Andre Francois, president of the Boston School Bus Drivers Union, said the transportation guidelines don’t go far enough and doubted the staggered seating would ensure 3 feet of social distancing, especially given how active children are.
“They are not going to stay in their seats,” he said. “People are going to get sick like crazy.”
Four Boston school bus drivers died of COVID-19 this spring, he said.
Transportation restrictions are expected to be the most cumbersome for Boston, which buses more than 24,000 students to 235 city-run, private, and charter schools. It remains unclear how social distancing will strain its fleet of 721 buses. Boston school officials have been criticized for years for running too many buses with few students on board, while most students in grades 7-12 take the MBTA.
Jonathan Palumbo, a district spokesman, said in a statement school officials will closely read the state’s busing guidelines.
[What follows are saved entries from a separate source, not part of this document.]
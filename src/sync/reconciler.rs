//! Association Reconciler
//!
//! Makes a backend-stored link set match a desired set with independent
//! attach/detach calls. Calls run one at a time; there is no rollback, and
//! the first failure stops the run. A re-run converges because the current
//! set is re-read from the backend each time.

use std::collections::BTreeSet;

use async_trait::async_trait;

use crate::api::{Event, RecordId, Resources};
use crate::error::{AdminError, Result};

/// Backend operations on a parent's link set.
#[async_trait]
pub trait LinkStore: Send + Sync {
    async fn current_links(&self, parent: RecordId) -> Result<BTreeSet<RecordId>>;
    async fn attach(&self, parent: RecordId, child: RecordId) -> Result<()>;
    async fn detach(&self, parent: RecordId, child: RecordId) -> Result<()>;
}

#[async_trait]
impl LinkStore for Resources<Event> {
    async fn current_links(&self, parent: RecordId) -> Result<BTreeSet<RecordId>> {
        self.course_ids(parent).await
    }

    async fn attach(&self, parent: RecordId, child: RecordId) -> Result<()> {
        self.attach_course(parent, child).await
    }

    async fn detach(&self, parent: RecordId, child: RecordId) -> Result<()> {
        self.detach_course(parent, child).await
    }
}

/// Whether the parent record existed before this save.
#[derive(Debug, Clone, Copy, PartialEq, Eq)]
pub enum SaveMode {
    /// Parent was just created; its link set is empty.
    Create,
    /// Parent existed; its link set is fetched before diffing.
    Edit,
}

/// The add/remove operations that turn `current` into `desired`.
#[derive(Debug, Clone, Default, PartialEq, Eq)]
pub struct LinkPlan {
    pub to_add: BTreeSet<RecordId>,
    pub to_remove: BTreeSet<RecordId>,
}

impl LinkPlan {
    pub fn diff(desired: &BTreeSet<RecordId>, current: &BTreeSet<RecordId>) -> Self {
        Self {
            to_add: desired.difference(current).copied().collect(),
            to_remove: current.difference(desired).copied().collect(),
        }
    }

    pub fn is_empty(&self) -> bool {
        self.to_add.is_empty() && self.to_remove.is_empty()
    }

    pub fn len(&self) -> usize {
        self.to_add.len() + self.to_remove.len()
    }
}

/// What a completed reconcile run changed.
#[derive(Debug, Clone, Default, PartialEq, Eq)]
pub struct SyncReport {
    pub attached: Vec<RecordId>,
    pub detached: Vec<RecordId>,
}

impl SyncReport {
    pub fn applied(&self) -> usize {
        self.attached.len() + self.detached.len()
    }
}

pub struct Reconciler<'a, S: LinkStore + ?Sized> {
    store: &'a S,
}

impl<'a, S: LinkStore + ?Sized> Reconciler<'a, S> {
    pub fn new(store: &'a S) -> Self {
        Self { store }
    }

    /// Computes the plan for `parent`. In edit mode the current set is read
    /// from the backend, never from caller state.
    pub async fn plan(
        &self,
        parent: RecordId,
        desired: &BTreeSet<RecordId>,
        mode: SaveMode,
    ) -> Result<LinkPlan> {
        let current = match mode {
            SaveMode::Create => BTreeSet::new(),
            SaveMode::Edit => self.store.current_links(parent).await?,
        };
        Ok(LinkPlan::diff(desired, &current))
    }

    /// Plans and applies. If a call fails after earlier ones succeeded, the
    /// error is wrapped in [`AdminError::PartialSync`].
    pub async fn reconcile(
        &self,
        parent: RecordId,
        desired: &BTreeSet<RecordId>,
        mode: SaveMode,
    ) -> Result<SyncReport> {
        let plan = self.plan(parent, desired, mode).await?;
        self.apply(parent, &plan).await
    }

    pub async fn apply(&self, parent: RecordId, plan: &LinkPlan) -> Result<SyncReport> {
        let mut report = SyncReport::default();
        if plan.is_empty() {
            tracing::debug!("Links of {} already up to date", parent);
            return Ok(report);
        }

        for &child in &plan.to_add {
            if let Err(e) = self.store.attach(parent, child).await {
                return Err(partial(e, &report, parent));
            }
            report.attached.push(child);
        }

        for &child in &plan.to_remove {
            if let Err(e) = self.store.detach(parent, child).await {
                return Err(partial(e, &report, parent));
            }
            report.detached.push(child);
        }

        tracing::debug!(
            "Links of {}: attached {:?}, detached {:?}",
            parent,
            report.attached,
            report.detached
        );
        Ok(report)
    }
}

fn partial(error: AdminError, report: &SyncReport, parent: RecordId) -> AdminError {
    let applied = report.applied();
    if applied == 0 {
        return error;
    }
    tracing::warn!(
        "Link sync for {} stopped after {} change(s): {}",
        parent,
        applied,
        error
    );
    AdminError::PartialSync {
        applied,
        source: Box::new(error),
    }
}

#[cfg(test)]
mod tests {
    use std::sync::Mutex;

    use super::*;

    fn set(ids: &[RecordId]) -> BTreeSet<RecordId> {
        ids.iter().copied().collect()
    }

    #[derive(Debug, Clone, PartialEq, Eq)]
    enum Call {
        Fetch,
        Attach(RecordId),
        Detach(RecordId),
    }

    #[derive(Default)]
    struct FakeLinks {
        links: Mutex<BTreeSet<RecordId>>,
        calls: Mutex<Vec<Call>>,
        fail_on: Option<RecordId>,
    }

    impl FakeLinks {
        fn with(ids: &[RecordId]) -> Self {
            Self {
                links: Mutex::new(set(ids)),
                ..Default::default()
            }
        }

        fn calls(&self) -> Vec<Call> {
            self.calls.lock().unwrap().clone()
        }
    }

    #[async_trait]
    impl LinkStore for FakeLinks {
        async fn current_links(&self, _parent: RecordId) -> Result<BTreeSet<RecordId>> {
            self.calls.lock().unwrap().push(Call::Fetch);
            Ok(self.links.lock().unwrap().clone())
        }

        async fn attach(&self, _parent: RecordId, child: RecordId) -> Result<()> {
            self.calls.lock().unwrap().push(Call::Attach(child));
            if self.fail_on == Some(child) {
                return Err(AdminError::Network("connection reset".to_string()));
            }
            self.links.lock().unwrap().insert(child);
            Ok(())
        }

        async fn detach(&self, _parent: RecordId, child: RecordId) -> Result<()> {
            self.calls.lock().unwrap().push(Call::Detach(child));
            if self.fail_on == Some(child) {
                return Err(AdminError::Network("connection reset".to_string()));
            }
            self.links.lock().unwrap().remove(&child);
            Ok(())
        }
    }

    #[test]
    fn test_diff_edit() {
        let plan = LinkPlan::diff(&set(&[2, 3, 4]), &set(&[1, 2, 3]));
        assert_eq!(plan.to_add, set(&[4]));
        assert_eq!(plan.to_remove, set(&[1]));
        assert_eq!(plan.len(), 2);
    }

    #[test]
    fn test_diff_from_empty() {
        let plan = LinkPlan::diff(&set(&[5, 6]), &set(&[]));
        assert_eq!(plan.to_add, set(&[5, 6]));
        assert!(plan.to_remove.is_empty());
    }

    #[test]
    fn test_diff_equal_sets() {
        let plan = LinkPlan::diff(&set(&[1, 2, 3]), &set(&[1, 2, 3]));
        assert!(plan.is_empty());
    }

    #[tokio::test]
    async fn test_create_skips_fetch() {
        let store = FakeLinks::with(&[9]);
        let report = Reconciler::new(&store)
            .reconcile(1, &set(&[5, 6]), SaveMode::Create)
            .await
            .unwrap();

        assert_eq!(report.attached, vec![5, 6]);
        assert!(report.detached.is_empty());
        assert_eq!(store.calls(), vec![Call::Attach(5), Call::Attach(6)]);
    }

    #[tokio::test]
    async fn test_edit_fetches_then_applies() {
        let store = FakeLinks::with(&[1, 2, 3]);
        let report = Reconciler::new(&store)
            .reconcile(1, &set(&[2, 3, 4]), SaveMode::Edit)
            .await
            .unwrap();

        assert_eq!(report.attached, vec![4]);
        assert_eq!(report.detached, vec![1]);
        assert_eq!(
            store.calls(),
            vec![Call::Fetch, Call::Attach(4), Call::Detach(1)]
        );
        assert_eq!(*store.links.lock().unwrap(), set(&[2, 3, 4]));
    }

    #[tokio::test]
    async fn test_no_calls_when_in_sync() {
        let store = FakeLinks::with(&[1, 2]);
        let report = Reconciler::new(&store)
            .reconcile(1, &set(&[1, 2]), SaveMode::Edit)
            .await
            .unwrap();

        assert_eq!(report.applied(), 0);
        assert_eq!(store.calls(), vec![Call::Fetch]);
    }

    #[tokio::test]
    async fn test_partial_failure_then_rerun_converges() {
        let mut store = FakeLinks::with(&[1]);
        store.fail_on = Some(1);

        let err = Reconciler::new(&store)
            .reconcile(7, &set(&[2, 3]), SaveMode::Edit)
            .await
            .unwrap_err();
        match err {
            AdminError::PartialSync { applied, .. } => assert_eq!(applied, 2),
            other => panic!("unexpected error: {other:?}"),
        }
        assert_eq!(*store.links.lock().unwrap(), set(&[1, 2, 3]));

        store.fail_on = None;
        let report = Reconciler::new(&store)
            .reconcile(7, &set(&[2, 3]), SaveMode::Edit)
            .await
            .unwrap();
        assert!(report.attached.is_empty());
        assert_eq!(report.detached, vec![1]);
        assert_eq!(*store.links.lock().unwrap(), set(&[2, 3]));
    }

    #[tokio::test]
    async fn test_first_call_failure_is_not_partial() {
        let mut store = FakeLinks::with(&[]);
        store.fail_on = Some(4);

        let err = Reconciler::new(&store)
            .reconcile(7, &set(&[4]), SaveMode::Create)
            .await
            .unwrap_err();
        assert!(matches!(err, AdminError::Network(_)));
    }
}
The state guidelines, in addressing students who may appear to be sick, seem to offer somewhat contradictory advice at times. For instance, the guidelines recommend posting signs near the doors of the buses “clearly indicating that no one may enter if they have symptoms of respiratory illness or fever” and if children become sick during the school day, they shouldn’t ride the bus.
However, the guidelines also state “if a student who may be symptomatic must board the vehicle, they should be spaced at least 6 feet from other students as feasible” and that area should not be used again until after it has been disinfected.
The state guidelines, like the ones the state issued for classrooms, set a lower standard for social distancing on school buses than the 6 feet the Centers for Disease Control and Prevention recommended in its guidelines, which suggested leaving every other row empty.
The CDC guidelines would have likely limited capacity on a typical bus to about a dozen students, making it unfeasible to transport students, said John McCarthy, chief executive officer of NRT and Van Pool, a school busing company based in Framingham. He applauded Massachusetts education officials for finding a comfortable middle ground between the CDC guidelines and private sector transportation operators, noting that airlines are leaving only middle seats empty and some are now even filling those.
Nevertheless, he said the guidelines could cause challenges. For instance, he said, a shortage of school bus drivers — compounded by some current drivers at high risk of COVID-19 — could make it difficult for districts to add more buses. But he added some laid-off workers in other sectors of the economy hard hit by the pandemic might find bus driving jobs appealing.